EXERCISE GOAL » The answer must consist of each line below that contains the word "CliResult", copied in full.
GIVEN INFORMATION: Begin
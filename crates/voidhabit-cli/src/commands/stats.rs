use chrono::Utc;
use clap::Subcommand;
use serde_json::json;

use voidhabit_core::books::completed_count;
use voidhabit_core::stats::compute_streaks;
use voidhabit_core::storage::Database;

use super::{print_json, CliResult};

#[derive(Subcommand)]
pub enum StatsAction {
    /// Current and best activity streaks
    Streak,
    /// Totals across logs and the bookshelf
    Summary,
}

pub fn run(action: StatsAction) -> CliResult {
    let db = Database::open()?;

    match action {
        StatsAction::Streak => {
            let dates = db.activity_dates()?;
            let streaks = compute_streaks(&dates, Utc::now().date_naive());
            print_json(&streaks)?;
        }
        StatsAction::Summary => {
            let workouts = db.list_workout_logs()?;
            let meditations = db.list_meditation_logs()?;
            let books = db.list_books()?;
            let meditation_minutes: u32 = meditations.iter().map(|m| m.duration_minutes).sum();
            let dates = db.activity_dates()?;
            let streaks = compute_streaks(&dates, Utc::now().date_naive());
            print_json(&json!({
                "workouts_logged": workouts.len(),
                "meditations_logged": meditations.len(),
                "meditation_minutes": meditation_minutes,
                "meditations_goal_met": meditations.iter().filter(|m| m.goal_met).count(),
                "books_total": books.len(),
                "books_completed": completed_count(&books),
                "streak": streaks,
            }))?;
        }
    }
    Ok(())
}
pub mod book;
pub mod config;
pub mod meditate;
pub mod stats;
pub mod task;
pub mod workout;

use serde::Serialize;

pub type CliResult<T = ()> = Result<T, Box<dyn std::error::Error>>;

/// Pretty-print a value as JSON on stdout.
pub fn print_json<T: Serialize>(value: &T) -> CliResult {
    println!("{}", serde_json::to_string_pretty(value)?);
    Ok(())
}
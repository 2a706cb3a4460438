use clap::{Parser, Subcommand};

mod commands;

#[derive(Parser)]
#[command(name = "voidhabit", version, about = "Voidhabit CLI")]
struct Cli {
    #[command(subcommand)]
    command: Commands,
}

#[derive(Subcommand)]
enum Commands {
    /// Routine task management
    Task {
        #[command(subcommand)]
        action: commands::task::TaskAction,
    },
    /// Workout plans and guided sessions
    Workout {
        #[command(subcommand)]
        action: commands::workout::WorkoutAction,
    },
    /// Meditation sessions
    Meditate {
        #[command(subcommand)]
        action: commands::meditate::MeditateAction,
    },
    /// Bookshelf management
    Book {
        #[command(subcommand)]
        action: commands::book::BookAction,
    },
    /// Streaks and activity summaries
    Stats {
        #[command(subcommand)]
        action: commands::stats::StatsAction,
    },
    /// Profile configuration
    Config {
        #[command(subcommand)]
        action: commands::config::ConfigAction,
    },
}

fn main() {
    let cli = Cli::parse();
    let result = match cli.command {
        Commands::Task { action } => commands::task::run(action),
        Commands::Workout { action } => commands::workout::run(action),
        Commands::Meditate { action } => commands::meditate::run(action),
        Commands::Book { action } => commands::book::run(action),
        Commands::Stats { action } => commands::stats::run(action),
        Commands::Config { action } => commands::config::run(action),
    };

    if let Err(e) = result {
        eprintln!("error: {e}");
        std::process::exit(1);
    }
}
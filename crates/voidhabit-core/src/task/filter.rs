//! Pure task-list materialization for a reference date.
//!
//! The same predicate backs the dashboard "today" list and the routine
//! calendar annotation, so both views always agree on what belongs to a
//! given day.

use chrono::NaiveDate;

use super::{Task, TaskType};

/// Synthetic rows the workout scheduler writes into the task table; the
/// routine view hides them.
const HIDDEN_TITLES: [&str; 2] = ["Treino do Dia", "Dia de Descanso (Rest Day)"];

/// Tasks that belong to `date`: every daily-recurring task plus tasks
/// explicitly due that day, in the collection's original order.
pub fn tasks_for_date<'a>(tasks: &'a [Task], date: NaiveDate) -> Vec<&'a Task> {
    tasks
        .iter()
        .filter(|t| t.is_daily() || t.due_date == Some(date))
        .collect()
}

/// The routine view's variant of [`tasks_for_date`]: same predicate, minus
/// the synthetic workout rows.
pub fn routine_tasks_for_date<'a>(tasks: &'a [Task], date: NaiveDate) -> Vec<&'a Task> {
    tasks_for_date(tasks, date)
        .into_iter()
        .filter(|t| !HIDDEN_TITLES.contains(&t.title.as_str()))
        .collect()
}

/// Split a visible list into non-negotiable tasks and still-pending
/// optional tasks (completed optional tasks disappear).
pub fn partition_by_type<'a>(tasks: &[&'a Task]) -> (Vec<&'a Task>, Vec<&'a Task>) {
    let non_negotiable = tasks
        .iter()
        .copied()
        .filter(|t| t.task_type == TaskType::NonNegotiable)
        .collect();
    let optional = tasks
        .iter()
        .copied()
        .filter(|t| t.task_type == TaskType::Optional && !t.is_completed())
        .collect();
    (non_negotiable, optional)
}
GIVEN INFORMATION: End
FINISHED EXERCISE »
use super::{print_json, CliResult};
pub fn run(action: StatsAction) -> CliResult {
pub type CliResult<T = ()> = Result<T, Box<dyn std::error::Error>>;
pub fn print_json<T: Serialize>(value: &T) -> CliResult {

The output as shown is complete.